A couple of days ago I saw the 2012 NYC Unicycle (yes – unicycle) festival being advertised and the thought that there are enough unicycle enthusiasts here to warrant a whole 3 day festival was just too much for me, and I decided I had to go have a look. The festival was happening on Governor’s Island – which is and short and free ferry hop from Manhattan (or Brooklyn). When I arrived it was too early for the festival but I saw a sign for a Graphic Design exhibition linked to the Smithsonian and decided to kill some time there (also free).
To my surprise the exhibit was the highlight of the whole trip.
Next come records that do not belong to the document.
//! HTTP request handlers.

pub mod gateway;
pub mod health;
pub mod hooks;
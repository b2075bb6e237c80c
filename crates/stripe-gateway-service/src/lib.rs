//! Stripe payment gateway module and its host bridge service.
//!
//! This crate provides:
//!
//! - Gateway operations: capture, refund and card storage
//! - The checkout tokenization script and the admin balance widget
//! - An HTTP API through which the host platform invokes them
//!
//! # Authentication
//!
//! All `/v1` routes require the host API key in the `X-API-Key` header.

#![forbid(unsafe_code)]
#![warn(missing_docs)]
#![warn(clippy::all)]
#![warn(clippy::pedantic)]
// Allow some pedantic lints that are noisy for Axum handler functions
#![allow(clippy::missing_errors_doc)] // Axum handlers all return Result
#![allow(clippy::unused_async)] // Static handlers stay async for consistency

pub mod auth;
pub mod config;
pub mod error;
pub mod gateway;
pub mod handlers;
pub mod hooks;
pub mod routes;
pub mod state;
pub mod stripe;

pub use config::ServiceConfig;
pub use error::ApiError;
pub use gateway::Gateway;
pub use hooks::GatewayVariables;
pub use routes::create_router;
pub use state::AppState;
pub use stripe::{StripeClient, StripeError};
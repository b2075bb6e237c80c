//! Router configuration.
//!
//! This module sets up the Axum router with all routes and middleware.

use std::sync::Arc;
use std::time::Duration;

use axum::routing::{get, post};
use axum::Router;
use tower::limit::ConcurrencyLimitLayer;
use tower_http::limit::RequestBodyLimitLayer;
use tower_http::timeout::TimeoutLayer;
use tower_http::trace::TraceLayer;

use crate::handlers::{gateway, health, hooks};
use crate::state::AppState;

/// Maximum concurrent requests for host API endpoints.
const API_MAX_CONCURRENT_REQUESTS: usize = 50;

/// Create the service router with all routes and middleware.
///
/// # Routes
///
/// ## Public
/// - `GET /health` - Health check
///
/// ## Gateway module (host API key auth)
/// - `GET /v1/gateway/metadata` - Module metadata
/// - `GET /v1/gateway/config` - Configuration declaration
/// - `POST /v1/gateway/schema` - Create the customer mapping table
/// - `POST /v1/gateway/capture` - Capture a payment
/// - `POST /v1/gateway/refund` - Refund a transaction
/// - `POST /v1/gateway/storeremote` - Store or remove a card
///
/// ## Hooks (host API key auth)
/// - `GET /v1/hooks/client-area-footer` - Checkout tokenization script
/// - `GET /v1/hooks/admin-home-widget` - Balance widget
pub fn create_router(state: AppState) -> Router {
    let max_body_bytes = state.config.max_body_bytes;
    let request_timeout_seconds = state.config.request_timeout_seconds;

    let state = Arc::new(state);

    let gateway_routes = Router::new()
        .route("/metadata", get(gateway::get_metadata))
        .route("/config", get(gateway::get_config))
        .route("/schema", post(gateway::ensure_schema))
        .route("/capture", post(gateway::capture))
        .route("/refund", post(gateway::refund))
        .route("/storeremote", post(gateway::store_remote));

    let hook_routes = Router::new()
        .route("/client-area-footer", get(hooks::client_area_footer))
        .route("/admin-home-widget", get(hooks::admin_home_widget));

    let api_routes = Router::new()
        .nest("/gateway", gateway_routes)
        .nest("/hooks", hook_routes)
        .layer(ConcurrencyLimitLayer::new(API_MAX_CONCURRENT_REQUESTS));

    Router::new()
        // Health (public, no rate limit)
        .route("/health", get(health::health))
        // API v1 routes (rate limited)
        .nest("/v1", api_routes)
        // Global middleware
        .layer(TraceLayer::new_for_http())
        .layer(RequestBodyLimitLayer::new(max_body_bytes))
        .layer(TimeoutLayer::new(Duration::from_secs(
            request_timeout_seconds,
        )))
        .with_state(state)
}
It was very well designed, with a great breakdown of content, looking at typography, publishing , infographics, social media etc. It has been a really long time since an exhibit managed to keep my attention for so long and made me want to read everything. One of the coolest pieces is by a designer named Christopher Doyle – who did his own personal identity guideline/brandbook – which both clever and very amusing.
The Unicycle Festival was only really starting when I was leaving but I still managed to see this guy playing basketball while on a unicycle. He even managed to pick up the ball off the ground without getting off the unicycle.
The other really amazing thing about the city is the sheer amount of public art – the whole city is a giant art gallery. I also get a kick out of looking out for the informal bursts of creativity which can be found on walls, sidewalks and steet poles.
One tip if you are on a tight budget while you are here – forget about drinking anything other than water. The average ice coffee will set you back around 3 USD and a fresh juice around 4 or 5 USD – that starts to add up at the end of the day.
From the top:
1. Brooklyn Bridge
2. Second-hand bicycle stand at the Brooklyn Flea market
3. Building/public art as seen from the Highline Park
4. Homage to a dog – DUMBO, Brooklyn.
5. Amusing window decal as seen from the Highline Park
6. Building/public art as seen from the Highline Park
7. Welcome to Brooklyn – How sweet is it sign; near the Brooklyn Bridge
8. ‘Americano’ neon sign as seen from the Highline Park
9. Public art as seen from the Highline Park.